Another explanation to an irregular heart rate recovery can be described as reduced baroreflexer sensitivity which deals with blood pressure.

Applying heart rate recovery for fitness professionals

       Low values for heart rate recovery after exercise is an easy way to predict risk of death.  This information can be used as clinical information when doing risk assessments or a health history. 

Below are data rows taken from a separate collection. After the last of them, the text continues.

//! High-level entry point for kvo.
//!
//! [`KvObjects`] owns nothing but a shared store handle. It selects the
//! logical database and hands out [`List`] and [`Hash`] values bound to keys
//! on that connection.

pub mod config;
pub mod error;
pub mod objects;

pub use config::ObjectsConfig;
pub use error::{SdkError, SdkResult};
pub use objects::KvObjects;

// Re-export key types
pub use kvo_codec::{Codec, CodecError};
pub use kvo_collections::{CollectionError, Hash, List, TransformMode};
pub use kvo_store::{InMemoryStore, KeyValueStore, StoreConfig, StoreError};
#[cfg(feature = "redis")]
pub use kvo_store::RedisStore;
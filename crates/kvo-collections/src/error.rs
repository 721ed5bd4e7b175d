//! Error types for collection operations.

use kvo_codec::CodecError;
use kvo_store::StoreError;
use thiserror::Error;

/// Errors that can occur while reading, writing or transforming a collection.
#[derive(Debug, Error)]
pub enum CollectionError {
    /// A stored element could not be decoded. The whole read is abandoned.
    #[error("cannot decode element {index} of {key}: {source}")]
    Deserialization {
        key: String,
        index: i64,
        #[source]
        source: CodecError,
    },

    /// An element could not be encoded. Nothing was written.
    #[error("cannot encode element for {key}: {source}")]
    Serialization {
        key: String,
        #[source]
        source: CodecError,
    },

    /// No element at the requested index, or the key holds no list.
    #[error("no element at index {index} of {key}")]
    NotFound { key: String, index: i64 },

    /// A transform mode name was not recognised.
    #[error("invalid transform mode: {0}")]
    InvalidMode(String),

    /// The store rejected a command or the connection failed.
    #[error(transparent)]
    Transport(#[from] StoreError),
}

/// Convenience type alias for collection operations.
pub type Result<T> = std::result::Result<T, CollectionError>;
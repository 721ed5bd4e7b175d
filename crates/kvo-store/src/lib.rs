//! Key-value store boundary for kvo.
//!
//! The typed collections in `kvo-collections` never talk to a server
//! directly. Every command they issue goes through the [`KeyValueStore`]
//! trait, which mirrors the list, hash and keyspace commands of a
//! Redis-compatible store.
//!
//! # Storage Backends
//!
//! - [`InMemoryStore`] -- single-connection, `HashMap`-based store for tests
//!   and embedding. It reproduces the command semantics the collections
//!   depend on, most importantly head insertion for `LPUSH`.
//! - `RedisStore` (feature `redis`) -- one request per command to a real
//!   server through the `redis` crate's connection manager.
//!
//! # Design Rules
//!
//! 1. One trait method per store command; no client-side composition.
//! 2. Every command is independently atomic. Nothing here spans commands.
//! 3. `SELECT` is connection state: it applies to all later commands.
//! 4. Errors are returned, never retried and never swallowed.

pub mod config;
pub mod error;
pub mod memory;
#[cfg(feature = "redis")]
pub mod remote;
pub mod traits;

pub use config::StoreConfig;
pub use error::{StoreError, StoreResult};
pub use memory::InMemoryStore;
#[cfg(feature = "redis")]
pub use remote::RedisStore;
pub use traits::KeyValueStore;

       Heart rate recovery is modifiable and can be done so by pharmaceutical means or exercise.  It has been shown by the American Heart Association that beta blockers have a major effect on sympathetic tone.  Individuals who have done research studies that have been on beta blockers have shown better recovery times.

       When testing clients, be sure to know whether they are on medication, have a history of cardiovascular disease or events and how conditioned they are.  This way, looking at abnormal values or rates can help determine where your client starts out, and how you can help them.

       Most times, individuals do not even know the state they are in due to not monitoring their heart rate or knowing the importance of how hard their hearts are working.  In order for them to improve upon this, stressing the importance of a cool down is imperative in tracking how they respond to exercise and how their body recovers.

Using this value to educate your clients on their risks and why exercising may benefit them can be a useful tool for predicting and preventing risk of death.  It has been shown with both clinical and experimental data that adding physical activity to a program, the shift in autonomic balance increases vagal activity, which improves the risk of death.